71En Léviathan IV, puis dans Historia Ecclesiastica, Hobbes ne distingue pas trois époques : plus baconien que Bacon, qui souhaitait accabler les Grecs et louer les Orientaux38, mais qui n’en fait rien dans la pars destruens, Hobbes part d’une philosophie antérieure à celle des Grecs. Elle est vraie, comporte en tout cas une part de vérité, mais est immédiatement utilisée politiquement par une caste sacerdotale. Le tropisme grec pour la philosophie éthique et politique ne fait pas que les détourner des sciences de la nature, comme s’il s’agissait de rendre raison de la différence d’achèvement de la pratique scientifique par une dynamique des distributions de la quantité d’énergie intellectuelle dans divers canaux, elle a un effet politique critique, dissolvant, qui, en retour, paraît bloquer une investigation dépassionnée, savante, des causes naturelles. Mais surtout, les Grecs inventent une forme sectaire d’enseignement, qui voit des disciples diffuser un enseignement avec lequel le moindre écart devient cause de controverse. Ce sont les conditions sociopolitiques de l’émergence de la vérité qui vont étouffer les sciences. Sur ce plan, Hobbes retrouve le thème baconien de la mentalité sectaire des Grecs, mais pour la creuser considérablement, la radicaliser.

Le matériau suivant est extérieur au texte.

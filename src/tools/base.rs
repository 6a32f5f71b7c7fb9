/// Shared tool abstraction: trait, argument validation, schema helpers.
///
/// Grounded on `tools/base.py::BaseTool`/`ToolResult`/validation logic,
/// reshaped as a Rust trait object dispatched from the protocol engine's
/// `ToolRegistry` instead of a Python ABC with runtime reflection.
use std::collections::HashMap;

use async_trait::async_trait;
use serde_json::Value;

use crate::error::ToolError;
use crate::protocol::schemas::{ToolDescriptor, ToolParameter, ToolResult, ToolSchema};

#[async_trait]
pub trait Tool: Send + Sync {
    fn descriptor(&self) -> ToolDescriptor;

    async fn execute(&self, arguments: Value) -> Result<ToolResult, ToolError>;

    /// Validate then execute, always returning a wire-ready `ToolResult`.
    /// Tool errors never escape as protocol errors (spec.md §7).
    async fn call(&self, arguments: Value) -> ToolResult {
        let descriptor = self.descriptor();
        if let Err(err) = validate_arguments(&descriptor, &arguments) {
            return ToolResult::error(err.message, &err.code, non_null(err.details));
        }

        match self.execute(arguments).await {
            Ok(result) => result,
            Err(err) => ToolResult::error(err.message, &err.code, non_null(err.details)),
        }
    }
}

fn non_null(value: Value) -> Option<Value> {
    if value.is_null() {
        None
    } else {
        Some(value)
    }
}

/// Enforce required properties, per-property JSON types, and enum
/// membership against `descriptor.input_schema`.
pub fn validate_arguments(descriptor: &ToolDescriptor, arguments: &Value) -> Result<(), ToolError> {
    let Some(object) = arguments.as_object() else {
        return Err(ToolError::validation("arguments must be a JSON object"));
    };

    for required in &descriptor.input_schema.required {
        if !object.contains_key(required) {
            return Err(ToolError::validation(format!(
                "Missing required parameter: {required}"
            ))
            .with_details(serde_json::json!({ "missing_parameter": required })));
        }
    }

    for (name, value) in object {
        if let Some(definition) = descriptor.input_schema.properties.get(name) {
            validate_parameter(name, value, definition)?;
        }
    }

    Ok(())
}

fn validate_parameter(name: &str, value: &Value, definition: &ToolParameter) -> Result<(), ToolError> {
    let type_ok = match definition.param_type.as_str() {
        "string" => value.is_string(),
        "number" => value.is_number(),
        "integer" => value.is_i64() || value.is_u64(),
        "boolean" => value.is_boolean(),
        "object" => value.is_object(),
        "array" => value.is_array(),
        _ => true,
    };

    if !type_ok {
        return Err(ToolError::validation(format!(
            "Parameter '{name}' must be a {}",
            definition.param_type
        ))
        .with_details(serde_json::json!({
            "parameter": name,
            "expected_type": definition.param_type,
        })));
    }

    if let Some(allowed) = &definition.r#enum {
        let matches = value
            .as_str()
            .map(|s| allowed.iter().any(|a| a == s))
            .unwrap_or(false);
        if !matches {
            return Err(ToolError::validation(format!(
                "Parameter '{name}' must be one of: {allowed:?}"
            ))
            .with_details(serde_json::json!({
                "parameter": name,
                "allowed_values": allowed,
                "actual_value": value,
            })));
        }
    }

    Ok(())
}

/// Build a `ToolDescriptor` from a parameter map, mirroring
/// `BaseTool::_create_schema`/`_create_parameter`.
pub fn build_descriptor(
    name: &str,
    description: &str,
    properties: HashMap<String, ToolParameter>,
    required: Vec<String>,
) -> ToolDescriptor {
    ToolDescriptor {
        name: name.to_string(),
        description: description.to_string(),
        input_schema: ToolSchema {
            schema_type: "object".to_string(),
            properties,
            required,
            additional_properties: false,
        },
    }
}

#[cfg(test)]
mod tests {
    use super::*;

    fn sample_descriptor() -> ToolDescriptor {
        let mut props = HashMap::new();
        props.insert(
            "limit".to_string(),
            ToolParameter::new("integer", "result limit"),
        );
        props.insert(
            "query".to_string(),
            ToolParameter::new("string", "search query"),
        );
        build_descriptor("sample", "a sample tool", props, vec!["query".to_string()])
    }

    #[test]
    fn rejects_missing_required() {
        let descriptor = sample_descriptor();
        let err = validate_arguments(&descriptor, &serde_json::json!({})).unwrap_err();
        assert_eq!(err.code, "validation_error");
    }

    #[test]
    fn rejects_wrong_type() {
        let descriptor = sample_descriptor();
        let err = validate_arguments(
            &descriptor,
            &serde_json::json!({"query": "x", "limit": "not a number"}),
        )
        .unwrap_err();
        assert_eq!(err.code, "validation_error");
    }

    #[test]
    fn accepts_valid_arguments() {
        let descriptor = sample_descriptor();
        assert!(validate_arguments(&descriptor, &serde_json::json!({"query": "x", "limit": 5})).is_ok());
    }
}
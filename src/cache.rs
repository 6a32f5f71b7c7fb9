/// Operation-keyed TTL+LRU cache fronting read-only backend calls.
///
/// Not grounded on a single Python file (no dedicated cache module survived
/// distillation into `original_source/`); shape is inferred directly from
/// spec.md §4.F and, for the `sha2`-based key derivation, from the pattern
/// already used for payload signing in `webhooks/events.py`. Noted as an
/// inferred module in DESIGN.md.
use std::collections::HashMap;
use std::time::{Duration, Instant};

use serde_json::Value;
use sha2::{Digest, Sha256};

const KEY_LENGTH: usize = 16;

struct Entry {
    value: Value,
    stored_at: Instant,
    last_used: Instant,
}

pub struct Cache {
    max_entries: usize,
    ttl: Duration,
    entries: HashMap<String, Entry>,
}

impl Cache {
    pub fn new(max_entries: usize, ttl_seconds: u64) -> Self {
        Self {
            max_entries,
            ttl: Duration::from_secs(ttl_seconds),
            entries: HashMap::new(),
        }
    }

    /// `sha256(operation + canonical_json(kwargs))`, truncated to 16 hex
    /// chars. `kwargs` is canonicalized via `serde_json`'s default map
    /// ordering (BTreeMap-backed when the `preserve_order` feature is off),
    /// giving a stable key regardless of argument insertion order.
    pub fn key(operation: &str, kwargs: &Value) -> String {
        let canonical = canonical_json(kwargs);
        let mut hasher = Sha256::new();
        hasher.update(operation.as_bytes());
        hasher.update(canonical.as_bytes());
        let digest = hasher.finalize();
        hex::encode(digest)[..KEY_LENGTH].to_string()
    }

    pub fn get(&mut self, key: &str) -> Option<Value> {
        let expired = self
            .entries
            .get(key)
            .map(|entry| entry.stored_at.elapsed() > self.ttl)
            .unwrap_or(false);

        if expired {
            self.entries.remove(key);
            return None;
        }

        let entry = self.entries.get_mut(key)?;
        entry.last_used = Instant::now();
        Some(entry.value.clone())
    }

    pub fn put(&mut self, key: String, value: Value) {
        if self.entries.len() >= self.max_entries && !self.entries.contains_key(&key) {
            self.evict_lru();
        }

        let now = Instant::now();
        self.entries.insert(
            key,
            Entry {
                value,
                stored_at: now,
                last_used: now,
            },
        );
    }

    fn evict_lru(&mut self) {
        if let Some(oldest_key) = self
            .entries
            .iter()
            .min_by_key(|(_, entry)| entry.last_used)
            .map(|(key, _)| key.clone())
        {
            self.entries.remove(&oldest_key);
        }
    }

    /// Any mutation invalidates the entire cache rather than tracking
    /// per-key dependency (spec.md §4.F: broad invalidation).
    pub fn invalidate_all(&mut self) {
        self.entries.clear();
    }

    pub fn len(&self) -> usize {
        self.entries.len()
    }

    pub fn is_empty(&self) -> bool {
        self.entries.is_empty()
    }
}

fn canonical_json(value: &Value) -> String {
    serde_json::to_string(&sort_keys(value)).unwrap_or_default()
}

fn sort_keys(value: &Value) -> Value {
    match value {
        Value::Object(map) => {
            let mut sorted: Vec<_> = map.iter().collect();
            sorted.sort_by(|a, b| a.0.cmp(b.0));
            let mut out = serde_json::Map::new();
            for (k, v) in sorted {
                out.insert(k.clone(), sort_keys(v));
            }
            Value::Object(out)
        }
        Value::Array(items) => Value::Array(items.iter().map(sort_keys).collect()),
        other => other.clone(),
    }
}

#[cfg(test)]
mod tests {
    use super::*;
    use serde_json::json;

    #[test]
    fn key_is_stable_regardless_of_argument_order() {
        let a = Cache::key("retrieve_context", &json!({"query": "x", "limit": 10}));
        let b = Cache::key("retrieve_context", &json!({"limit": 10, "query": "x"}));
        assert_eq!(a, b);
        assert_eq!(a.len(), 16);
    }

    #[test]
    fn different_operations_get_different_keys() {
        let a = Cache::key("retrieve_context", &json!({"query": "x"}));
        let b = Cache::key("search_context", &json!({"query": "x"}));
        assert_ne!(a, b);
    }

    #[test]
    fn expired_entries_are_not_returned() {
        let mut cache = Cache::new(10, 0);
        let key = Cache::key("op", &json!({}));
        cache.put(key.clone(), json!("value"));
        std::thread::sleep(Duration::from_millis(5));
        assert!(cache.get(&key).is_none());
    }

    #[test]
    fn lru_eviction_drops_least_recently_used() {
        let mut cache = Cache::new(2, 60);
        cache.put("a".to_string(), json!(1));
        cache.put("b".to_string(), json!(2));
        cache.get("a");
        cache.put("c".to_string(), json!(3));
        assert!(cache.get("b").is_none());
        assert!(cache.get("a").is_some());
        assert!(cache.get("c").is_some());
    }

    #[test]
    fn invalidate_all_clears_everything() {
        let mut cache = Cache::new(10, 60);
        cache.put("a".to_string(), json!(1));
        cache.invalidate_all();
        assert!(cache.is_empty());
    }
}
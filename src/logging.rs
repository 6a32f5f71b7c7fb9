/// Process-wide tracing setup.
///
/// A single subscriber is installed at startup, driven by the configured
/// log level (falling back to `RUST_LOG` if present). All logging in the
/// crate goes through `tracing`'s structured macros rather than `eprintln!`.
use tracing_subscriber::EnvFilter;

pub fn init(log_level: &str) {
    let filter = EnvFilter::try_from_default_env()
        .unwrap_or_else(|_| EnvFilter::new(translate_level(log_level)));

    let _ = tracing_subscriber::fmt()
        .with_env_filter(filter)
        .with_writer(std::io::stderr)
        .try_init();
}

/// Map the config's Python-style level names onto `tracing`'s directives.
fn translate_level(level: &str) -> &'static str {
    match level.to_uppercase().as_str() {
        "DEBUG" => "debug",
        "WARNING" => "warn",
        "ERROR" => "error",
        "CRITICAL" => "error",
        _ => "info",
    }
}
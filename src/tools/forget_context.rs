/// `forget_context` tool: schedule a context entry for retention-bound
/// removal rather than deleting it outright.
///
/// Grounded on `tools/forget_context.py`, with `retention_days` restored
/// as an explicit, optional parameter (default 30) instead of being
/// dropped from the schema despite being implied by the backend contract
/// (spec.md §9 source bug #4).
use std::collections::HashMap;
use std::sync::Arc;

use async_trait::async_trait;
use serde_json::Value;
use tokio::sync::RwLock;

use crate::cache::Cache;
use crate::client::VerisClient;
use crate::config::ToolConfig;
use crate::error::ToolError;
use crate::protocol::schemas::{ToolDescriptor, ToolParameter, ToolResult};
use crate::tools::base::{build_descriptor, Tool};

const DEFAULT_RETENTION_DAYS: u64 = 30;

pub struct ForgetContextTool {
    client: Arc<VerisClient>,
    cache: Arc<RwLock<Cache>>,
    config: ToolConfig,
}

impl ForgetContextTool {
    pub fn new(client: Arc<VerisClient>, cache: Arc<RwLock<Cache>>, config: ToolConfig) -> Self {
        Self { client, cache, config }
    }
}

#[async_trait]
impl Tool for ForgetContextTool {
    fn descriptor(&self) -> ToolDescriptor {
        let mut properties = HashMap::new();
        properties.insert("context_id".to_string(), ToolParameter::new("string", "Identifier of the context to forget"));
        properties.insert(
            "retention_days".to_string(),
            ToolParameter::new("integer", "Days to retain before permanent removal")
                .with_default(Value::from(DEFAULT_RETENTION_DAYS))
                .with_bounds(Some(0.0), None),
        );
        properties.insert("reason".to_string(), ToolParameter::new("string", "Optional reason recorded alongside the request"));
        build_descriptor(
            "forget_context",
            "Mark a context entry for retention-bound removal",
            properties,
            vec!["context_id".to_string()],
        )
    }

    async fn execute(&self, arguments: Value) -> Result<ToolResult, ToolError> {
        if !self.config.enabled {
            return Err(ToolError::new("forget_context is disabled", "tool_disabled"));
        }
        let context_id = arguments
            .get("context_id")
            .and_then(Value::as_str)
            .ok_or_else(|| ToolError::validation("Missing required parameter: context_id"))?;
        let retention_days = arguments.get("retention_days").and_then(Value::as_u64).unwrap_or(DEFAULT_RETENTION_DAYS) as u32;
        let reason = arguments.get("reason").and_then(Value::as_str);

        let response = self
            .client
            .forget_context(context_id, retention_days, reason)
            .await
            .map_err(|err| ToolError::from_client_error(&err))?;

        self.cache.write().await.invalidate_all();
        Ok(ToolResult::success(format!("Scheduled {context_id} to be forgotten"), Some(response), None))
    }
}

72Surtout, les temps intermédiaires ne sont pas des temps producteurs, chez Bacon, de ténèbres nouvelles : ce sont, globalement, des temps morts. Pour Hobbes, c’est au contraire le Moyen Âge romain, au cours duquel se déploie la volonté de puissance pontificale, qui prépare les ténèbres contemporaines, en accumulant de la puissance spirituelle par la diffusion délibérée, la culture de l’erreur. Là aussi, la causalité historique hobbésienne est plus tendue, moins neutre, toujours ramenée à la quête de puissance, quand elle est le lieu pour Bacon, de déperdition, d’oubli, de faute, sans doute, mais par négligence.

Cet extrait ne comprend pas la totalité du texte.